The IMF Joins the Campaign Against Social Security
Economist Dean Baker is warning Americans that “the IMF is coming for your Social Security.” It’s a scary thought, and my first reaction was to laugh it off. The very idea is absurd: How can the IMF tell the U.S. government what to do? The IMF might be able to intimidate little countries like Jamaica, forcing them to adopt austerity measures that punish the poor, but America?
After all, it was America (and Britain) that created the IMF at that fateful Bretton Woods conference back in 1944, and the IMF has functioned largely as an agency of the U.S. (and UK) government ever since. It’s even based in Washington, DC.
So, at first, I was skeptical that the IMF could bully America the way it bullies other countries, especially Third World countries. But when I stopped to ponder Dean Baker’s warning, the threat didn’t seem so unbelievable, after all. America is in such deep financial trouble and is so irreparably divided that it is in danger of becoming a Third World country.
In the face of the most intransigent opposition from “conservatives,” the Obama Administration has been severely hobbled in its efforts to address the urgent problems bequeathed by eight years of Republican misrule. And with the conservatives apparently determined to pull down the economic structure on top of themselves, Obama is ill equipped to withstand an external assault from the IMF.
Especially since one of the prime Republican targets is Social Security.
Ever since the first Social Security check was issued to Ida May Fuller in the amount of $22.54 on January 31, 1940 (photo above), the program has been under attack by rich and powerful people n America.
It was Franklin Roosevelt’s brainchild. By requiring employees and employers to contribute a share of their wages each payday, FDR created a cushion to soften the economic shock of retirement. Today, it is the largest source of retirement income for all but the wealthiest Americans.
It is this mainstay of us older folks that the IMF wants to slash. The agency has told the Obama administration to raise taxes and reduce Social Security benefits in order to curb the U.S. budget deficit and public debt.
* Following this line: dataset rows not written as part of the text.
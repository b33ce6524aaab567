#![allow(dead_code)]
use assert_cmd::{Command, cargo_bin_cmd};
use chrono::{DateTime, NaiveDate, NaiveTime, TimeZone, Utc};
use std::path::PathBuf;
use tempfile::TempDir;

/// Isolated HOME plus storage locations for one test.
pub struct Sandbox {
    pub dir: TempDir,
}

impl Sandbox {
    pub fn new() -> Self {
        Self {
            dir: tempfile::tempdir().expect("temp dir"),
        }
    }

    pub fn db_path(&self) -> PathBuf {
        self.dir.path().join("timeportal.sqlite")
    }

    pub fn data_dir(&self) -> PathBuf {
        self.dir.path().join("data")
    }

    /// Command pinned to UTC at `now` (RFC 3339) on the given backend.
    pub fn tp(&self, storage: &str, now: &str) -> Command {
        let db = self.db_path().to_string_lossy().to_string();
        let data = self.data_dir().to_string_lossy().to_string();

        let mut cmd = cargo_bin_cmd!("timeportal");
        cmd.env("HOME", self.dir.path())
            .env("APPDATA", self.dir.path())
            .env_remove("TIMEPORTAL_LOG")
            .args([
                "--storage",
                storage,
                "--db",
                db.as_str(),
                "--data-dir",
                data.as_str(),
                "--tz",
                "UTC",
                "--now",
                now,
            ]);
        cmd
    }
}

pub fn d(y: i32, m: u32, day: u32) -> NaiveDate {
    NaiveDate::from_ymd_opt(y, m, day).unwrap()
}

/// UTC instant on `date` at `hh:mm:ss`.
pub fn at(date: NaiveDate, h: u32, m: u32, s: u32) -> DateTime<Utc> {
    let t = NaiveTime::from_hms_opt(h, m, s).unwrap();
    Utc.from_utc_datetime(&date.and_time(t))
}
This is not a new message. The IMF has sent the same advisory to other nations – like Turkey, for example. But this time the message is directed at you and me.
I don’t think the IMF is after my Social Security check. It’s very difficult politically to take away benefits that voters already enjoy. I’m pretty sure we geezers will continue to receive our monthly stipend – at least for now.
It’s the younger folks who really need to worry.
I wouldn’t be surprised if the retirement age is pushed back – to something like 70 years old.
And, if the Republicans get their way, the Social Security program would be”privatized,” diverting contributions into the stock market.
It’s also possible that future monthly benefits could be slashed.
The average monthly Social Security check is just under $1,200 a month. Baker points out that by contrast, many IMF economists can begin drawing pensions at age 51 or 52, and they get more than $100,000 a year.
Baker is outraged by the IMF’s “hypocrisy.” He points out:
This means that we have IMF economists, who failed disastrously at their jobs, who can draw six-figure pensions at age 52, telling ordinary workers that they have to take a cut in their $14,000 a year Social Security benefits that they can’t start getting until age 62.
You can read Baker’s article here:
It’s interesting that the IMF doesn’t prescribe a cut in U.S. defense spending instead. Since nearly 60 percent of the American budget goes to the military, you might think the answer to America’s financial crisis would include cutting back on the nation’s runaway arms buildup and the waging of those endless wars.
But, obviously, the military-industrial complex has become so all-powerful in America that such common-sense solutions are out of the question. Even when the alternative is obviously disastrous.